Exercise aim:
Everything from the first line below through the line with "impl Default for Config" is to be transcribed exactly, and nothing past it.

++++++++

/// Application configuration.
#[derive(Debug, Deserialize)]
#[serde(default)]
pub struct Config {
    /// Confluence connection settings as written in the file.
    confluence: ConfluenceConfigRaw,
    /// Publishing settings as written in the file.
    publish: PublishConfigRaw,

    /// Resolved publish configuration (set after loading).
    #[serde(skip)]
    pub publish_resolved: PublishConfig,
    /// Path to the config file (set after loading).
    #[serde(skip)]
    pub config_path: Option<PathBuf>,
}

impl Default for Config {
    fn default() -> Self {
        Self::default_with_base(Path::new("."))
    }
}

#[derive(Debug, Default, Deserialize)]
#[serde(default)]
struct ConfluenceConfigRaw {
    base_url: Option<String>,
    username: Option<String>,
    api_token: Option<String>,
    space: Option<String>,
    parent_page_id: Option<String>,
}

#[derive(Debug, Default, Deserialize)]
#[serde(default)]
struct PublishConfigRaw {
    root: Option<String>,
    exclude_dirs: Option<Vec<String>>,
    example_suffix: Option<String>,
}

/// Resolved publishing configuration.
#[derive(Debug, Clone, PartialEq, Eq)]
pub struct PublishConfig {
    /// Directory scanned recursively for Markdown documents.
    pub root: PathBuf,
    /// Path segments that exclude a document when any component matches.
    pub exclude_dirs: Vec<String>,
    /// Case-insensitive filename suffix of example documents.
    pub example_suffix: String,
}

impl Default for PublishConfig {
    fn default() -> Self {
        Self {
            root: PathBuf::from("."),
            exclude_dirs: DEFAULT_EXCLUDE_DIRS.iter().map(|&d| d.to_owned()).collect(),
            example_suffix: DEFAULT_EXAMPLE_SUFFIX.to_owned(),
        }
    }
}

/// Validated Confluence connection and target settings.
#[derive(Clone, PartialEq, Eq)]
pub struct ConfluenceConfig {
    /// Confluence base URL, without trailing slash.
    pub base_url: String,
    /// Authenticating user (usually an e-mail address on Cloud).
    pub username: String,
    /// API token or password for `username`.
    pub api_token: String,
    /// Key of the space pages are published into.
    pub space: String,
    /// Page under which newly created pages are nested.
    pub parent_page_id: String,
}

impl fmt::Debug for ConfluenceConfig {
    fn fmt(&self, f: &mut fmt::Formatter<'_>) -> fmt::Result {
        f.debug_struct("ConfluenceConfig")
            .field("base_url", &self.base_url)
            .field("username", &self.username)
            .field("api_token", &"<redacted>")
            .field("space", &self.space)
            .field("parent_page_id", &self.parent_page_id)
            .finish()
    }
}

impl ConfluenceConfig {
    /// Validate that all fields are properly set.
    ///
    /// # Errors
    ///
    /// Returns `ConfigError::Validation` if any field is empty or has invalid format.
    pub fn validate(&self) -> Result<(), ConfigError> {
        require_non_empty(&self.base_url, "confluence.base_url")?;
        require_http_url(&self.base_url, "confluence.base_url")?;
        require_non_empty(&self.username, "confluence.username")?;
        require_non_empty(&self.api_token, "confluence.api_token")?;
        require_non_empty(&self.space, "confluence.space")?;
        require_non_empty(&self.parent_page_id, "confluence.parent_page_id")?;
        Ok(())
    }
}

/// Configuration error.
#[derive(Debug, thiserror::Error)]
pub enum ConfigError {
    /// File not found.
    #[error("Configuration file not found: {}", .0.display())]
    NotFound(PathBuf),
    /// I/O error.
    #[error("I/O error: {0}")]
    Io(#[from] std::io::Error),
    /// TOML parsing error.
    #[error("TOML parse error: {0}")]
    Parse(#[from] toml::de::Error),
    /// Validation error.
    #[error("Configuration error: {0}")]
    Validation(String),
    /// Required value absent from both the file and the environment.
    #[error("Missing required setting {field} (set it in md2conf.toml or export {env})")]
    Missing {
        /// Config field path (e.g., "`confluence.space`").
        field: &'static str,
        /// Environment variable consulted as fallback.
        env: &'static str,
    },
    /// Environment variable error during expansion.
    #[error("Environment variable error in {field}: {message}")]
    EnvVar {
        /// Config field path (e.g., "`confluence.api_token`").
        field: String,
        /// Error message (e.g., "${`CONFLUENCE_API_TOKEN`} not set").
        message: String,
    },
}

/// Require a string field to be non-empty.
fn require_non_empty(value: &str, field: &str) -> Result<(), ConfigError> {
    if value.trim().is_empty() {
        return Err(ConfigError::Validation(format!("{field} cannot be empty")));
    }
    Ok(())
}

/// Require a URL field to use http:// or https:// scheme.
fn require_http_url(url: &str, field: &str) -> Result<(), ConfigError> {
    if !url.starts_with("http://") && !url.starts_with("https://") {
        return Err(ConfigError::Validation(format!(
            "{field} must start with http:// or https://"
        )));
    }
    Ok(())
}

++++++++

Result:
/// Application configuration.
#[derive(Debug, Deserialize)]
#[serde(default)]
pub struct Config {
    /// Confluence connection settings as written in the file.
    confluence: ConfluenceConfigRaw,
    /// Publishing settings as written in the file.
    publish: PublishConfigRaw,

    /// Resolved publish configuration (set after loading).
    #[serde(skip)]
    pub publish_resolved: PublishConfig,
    /// Path to the config file (set after loading).
    #[serde(skip)]
    pub config_path: Option<PathBuf>,
}

impl Default for Config {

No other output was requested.